The pandemic made work-from-home (WFH) a necessity, and many found that it enhanced productivity, physical and mental well-being. Therefore, the demand for more spacious and luxurious housing and holiday homes saw a spike during the pandemic.
Properties that are based in great locations yet close to the metros are witnessing higher demand, like Tata Housing’s Myst which overlooks the Himalayan foothills in Kasauli, Himachal Pradesh; Prive in Lonavala, Maharashtra; and Rio De Goa at Dabolim, Goa.
Myst recorded over 345% increase in revenue and 86% increase in enquiries during the pandemic as compared to the previous year, while Prive recorded over 100% increase in revenue as compared to the last financial year. A significant portion of Myst has been sold out and Tata Housing plans to introduce fresh inventory at the same site shortly, to keep up with the demand. Rio De Goa has also been gaining traction as a vacation and second home with rising interest from Mumbai.

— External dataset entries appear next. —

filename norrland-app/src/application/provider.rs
use crate::config::{ConfigError, ProviderConfig};
use crate::domain::ChatCompletionPayload;
use crate::infrastructure::azure_openai::ProviderError;
use async_trait::async_trait;

/// A chat-completion backend. Returns the first choice's content, which may be null.
#[async_trait]
pub trait ChatCompletionProvider: Send + Sync {
    async fn complete(&self, payload: &ChatCompletionPayload)
        -> Result<Option<String>, ProviderError>;
}

/// Builds a provider from freshly loaded configuration, once per invocation.
pub trait ProviderConnector: Send + Sync {
    type Provider: ChatCompletionProvider;

    fn connect(&self, config: &ProviderConfig) -> Result<Self::Provider, ConfigError>;
}
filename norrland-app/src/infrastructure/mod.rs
pub mod azure_openai;
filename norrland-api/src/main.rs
use norrland_api::config::ServerConfig;
use norrland_app::AppContext;

#[tokio::main]
async fn main() {
    dotenvy::dotenv().ok();

    tracing_subscriber::fmt()
        .with_env_filter(
            tracing_subscriber::EnvFilter::try_from_default_env()
                .unwrap_or_else(|_| "info".into()),
        )
        .init();

    let server_config = ServerConfig::from_env().expect("Invalid server configuration");
    let addr = server_config.addr;

    let app_context = AppContext::from_env();
    let app = norrland_api::router(app_context);

    tracing::info!("Listening on http://{}", addr);
    tracing::info!("Chat function served at {}", norrland_api::CHAT_ROUTE);

    let listener = tokio::net::TcpListener::bind(&addr)
        .await
        .expect("Failed to bind address");

    axum::serve(listener, app.into_make_service())
        .await
        .expect("Server error");
}
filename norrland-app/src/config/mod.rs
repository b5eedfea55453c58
mod provider_config;
mod settings;

pub use provider_config::{
    ApiKey, ConfigError, ProviderConfig, SearchExtensionConfig, AI_SEARCH_KEY, AI_SEARCH_URI,
    DEFAULT_API_VERSION, DEPLOYMENT_NAME, OPEN_AI_API_VERSION, OPEN_AI_KEY, OPEN_AI_URI,
    SEARCH_DOCUMENT_COUNT, SEARCH_INDEX_NAME,
};
pub use settings::{ProcessEnv, SettingsSource};
use axum::{body::Bytes, routing::get, Router};
use norrland_app::AppContext;
use norrland_errors::AppError;
use tower_http::compression::CompressionLayer;

pub mod config;

/// Route the Functions host forwards the `chat` function to.
pub const CHAT_ROUTE: &str = "/api/chat";

pub fn router(app_context: AppContext) -> Router {
    Router::new()
        .route(
            CHAT_ROUTE,
            get({
                let ctx = app_context.clone();
                move |body: Bytes| {
                    let ctx = ctx.clone();
                    async move { handle_chat(ctx, body).await }
                }
            })
            .post({
                let ctx = app_context.clone();
                move |body: Bytes| {
                    let ctx = ctx.clone();
                    async move { handle_chat(ctx, body).await }
                }
            }),
        )
        .route("/health", get(|| async { "ok" }))
        .layer(CompressionLayer::new())
}

async fn handle_chat(ctx: AppContext, body: Bytes) -> Result<String, AppError> {
    tracing::info!("chat invoked with {} byte body", body.len());

    let result = ctx.chat.handle(&body).await;
    if let Err(e) = &result {
        tracing::info!("chat answered with status {}: {}", e.status_code(), e);
    }
    result
}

An overall trend that Sarthak Seth, chief marketing officer and vice president, TRIL, sees is the change in the home buyer’s preferences due to the pandemic. “The realty market has seen buyer preferences shift from under-construction to ready-to-move-in properties due to benefit on Goods and Services Tax (GST) coupled with an all-time low home loan interest rate, as also the comfort of buying what you see and moving in immediately. WFH is now an accepted practice and there is a renewed preference for spacious homes, as we see an increase in interest towards larger homes from Indian as well as NRI buyers. Moreover, the pandemic has made buyers conscious of the developers’ reputation,” he says.
These post-Covid trends are expected to continue even as the economic effects of the pandemic begin to normalise. If anything, change is the new normal, and the faster one adapts — as these Tata companies have — the more permanent is the success.